Though journalism constitutes just a fragment of media activity, it is worth observing here the rift that has been there between the perceived role of the journalist and that of the health professional in relation to HIV/AIDS. Mcllwaine [11] states that the priorities of the journalist differ with those of health professionals: while journalists are interested in the sensational, the human-interest and dramatic angle of the subject, the health professional may deemphasize those aspects. Delineating this tension, Lupton et al. [12] referred to journalists by stating that their task is to sell their commodity i.e. news, not to serve as campaigning arm of health educators. The manner in which journalists report issues such as HIV/AIDS according to the authors can therefore ‘detract from the goals of health educators’.

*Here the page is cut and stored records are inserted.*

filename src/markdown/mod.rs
pub mod engine;

/// Markdown to HTML conversion for post bodies
#[derive(Debug, Clone, Copy, Default)]
pub struct MarkdownRenderer;

impl MarkdownRenderer {
    pub fn render(&self, source: &str) -> String {
        let options = engine::comrak::create_comrak_options();
        engine::comrak::render_markdown(source, &options)
    }
}
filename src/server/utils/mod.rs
pub mod browser;
use log::info;

use crate::builder::SiteBuilder;
use crate::config::Config;
use crate::server::{self, ServerConfig};
use crate::utils::error::BananaResult;

/// Handle the serve command
///
/// The initial build must succeed before anything is served. With `watch`,
/// later build failures are only logged.
pub async fn handle_serve_command(
    config: Config,
    server_config: ServerConfig,
    clean: bool,
    watch: bool,
) -> BananaResult<()> {
    let builder = SiteBuilder::new(config);

    if clean {
        builder.clean()?;
    }

    info!("Building site before serving...");
    builder.build()?;
    info!("Site built successfully at {}", builder.config().destination.display());

    let subscription = if watch {
        let subscription = builder.watch()?;
        info!("Watching for file changes...");
        Some(subscription)
    } else {
        None
    };

    server::serve(&server_config, builder.config().destination.clone(), subscription).await
}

Apparently debunking such position however, showing the role of the journalist and that of health professional in this scenario as arriving at the same objective, Avevor [13] wrote that the role of the journalist is primarily HIV/AIDS prevention. And that they are expected to achieve that by accurate coverage of HIV/AIDS to raise public awareness and ultimately generate desired public opinion, attitude and political support, thereby tackling the syndrome by educating people. Nevertheless, the ideal role of media in combating HIV/AIDS has been aptly summarized by [1] that “education is the vaccine against HIV”. The importance of HIV education is underscored by the influence of education in empowering individuals to prevent contracting the disease (The Media and HIV/AIDS: Making a difference, 2004).

Specific roles of media on the syndrome included talking about it, creating support and enabling environment for its prevention, challenging stigma and discrimination, promoting HIV/AIDS services, educating through entertainment, mainstreaming HIV/AIDS messages, emphasizing HIV/AIDS on the news agenda, and pushing leaders to act (ibid). Talking about the syndrome and creating support and enabling environment for it presuppose unlocking all channels of communication about it, thereby addressing cultural norms and confronting existing values and social norms, which are hurdles to opening up about the HIV syndrome. Moreover, this can be achieved through education through entertainment, ‘edutainment’. In Tanzania for example, it has been observed that a radio soap opera TwendinaWakati, meaning “let’s go with the times” substantially increased the willingness of listeners to chat on the issue of HIV/AIDS [14].

In addition, recounting the limitations of their extensive study on media exposure and knowledge attitude and practice in China, Zhiwen et al. [15] and Pitts and Jackson [16] cited lack of content analyzing media output to determine the patterns of media HIV/AIDS messages as a major limitation of their study. The authors accordingly suggested complementing media and HIV/AIDS KAP studies to be complemented with content analysis of the patterns of media coverage of HIV/AIDS. The authors stated, “this study did not provide information about the nature and contents of the HIV/AIDS prevention information from these. Content analysis studies are needed in the future to find out what kinds of such information are available through Chinese mass media sources.

Stigma and discrimination have been identified over time as driving force for the HIV epidemic; it plays the role of media to eradicate prejudice against, and encourage solidarity with people living with HIV/AIDS. Effective collaboration between the press and community organizations, government agencies and social service providers can foster for HIV/AIDS counselling, voluntary testing, care giving and treatment.To achieve optimal HIV/AIDS messaging output, media organizations needed to imbibe mainstreaming the syndrome in a number of programs, not just programs solely dedicated to it. This can be justified by the fact that the epidemic affects all facets of life. Putting the syndrome on the news agenda and encouraging leaders to act potentially create a fertile political climate for the 2030 vision of eradicating it completely. This can also be achieved by making it a news priority (in both selection and prominence).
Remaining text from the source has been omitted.